Florida Gov. Ron DeSantis’s COVID-19 response efforts have long been embroiled in controversy. His COVID-19 controversies could be traced back to his decision to have students return to in-person school in Fall 2020, or more recently when he declared that the next wave of vaccine doses would allow teachers 50 years and older to become eligible.
During a news conference in Crystal River, Gov. DeSantis stated, “Our view is, if you’re 25, you’re just at less risk than somebody that’s 80, that’s just the bottom line.”
DeSantis’s proposed plan was in line with his previous methods of distributing the vaccine, but came at odds with President Joe Biden’s new federal guidelines regarding vaccine administration on March 2. Biden’s plan allows for all K-12 teachers and day care workers to receive the vaccine regardless of age.
This is an interesting development as Biden’s plan directly contradicts the strategy elicited by DeSantis in the weeks prior.
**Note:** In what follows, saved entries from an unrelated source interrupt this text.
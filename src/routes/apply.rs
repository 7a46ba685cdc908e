use axum::{
    extract::{Path, State},
    http::StatusCode,
    response::{IntoResponse, Json},
};

use crate::{
    dto::link_dto::{ApplicationFormPayload, ApplicationSubmittedResponse, LinkFormResponse},
    error::Result,
    services::link_service::parse_token,
    utils::time::now,
    AppState,
};

#[utoipa::path(
    get,
    path = "/api/apply/{token}",
    params(("token" = String, Path, description = "Application link token")),
    responses(
        (status = 200, description = "Link is active", body = LinkFormResponse),
        (status = 404, description = "link_invalid"),
        (status = 409, description = "link_already_used"),
        (status = 410, description = "link_expired")
    )
)]
pub async fn get_application_form(
    State(state): State<AppState>,
    Path(token): Path<String>,
) -> Result<impl IntoResponse> {
    let token = parse_token(&token)?;
    let form = state.link_service.inspect(token, now()).await?;
    Ok(Json(LinkFormResponse::from(form)))
}

#[utoipa::path(
    post,
    path = "/api/apply/{token}",
    params(("token" = String, Path, description = "Application link token")),
    request_body = ApplicationFormPayload,
    responses(
        (status = 201, description = "Application submitted", body = ApplicationSubmittedResponse),
        (status = 400, description = "Invalid form"),
        (status = 404, description = "link_invalid"),
        (status = 409, description = "link_already_used"),
        (status = 410, description = "link_expired")
    )
)]
pub async fn submit_application(
    State(state): State<AppState>,
    Path(token): Path<String>,
    Json(payload): Json<ApplicationFormPayload>,
) -> Result<impl IntoResponse> {
    let token = parse_token(&token)?;
    let application = state.link_service.redeem(token, payload, now()).await?;

    state
        .notification_service
        .notify_application_received(&application)
        .await;

    Ok((
        StatusCode::CREATED,
        Json(ApplicationSubmittedResponse::from(&application)),
    ))
}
This shift to include all educators was made at the federal level despite DeSantis announcing Florida’s plan was for teachers 50 years old and up.
The federal vaccine policy change has allowed several teachers such as Jennifer Milian, a 41-year-old teacher in Miami, as well as her husband, to receive the first dose of their vaccine.
When asked for her reaction, Milian told NBC Miami, “I almost didn’t believe it was true, I had been on the lookout for a while to see when it would be our turn. It turns out it was magically today.”
Biden’s new plan will allow for 339,352 teachers and staff members of K-12 public schools in Florida to get vaccinated. Businesses such as CVS Pharmacy and Walgreens have begun administering vaccines to all teachers K-12 in accordance with Biden’s directive, allowing a greater ease of access for this new influx of vaccine recipients.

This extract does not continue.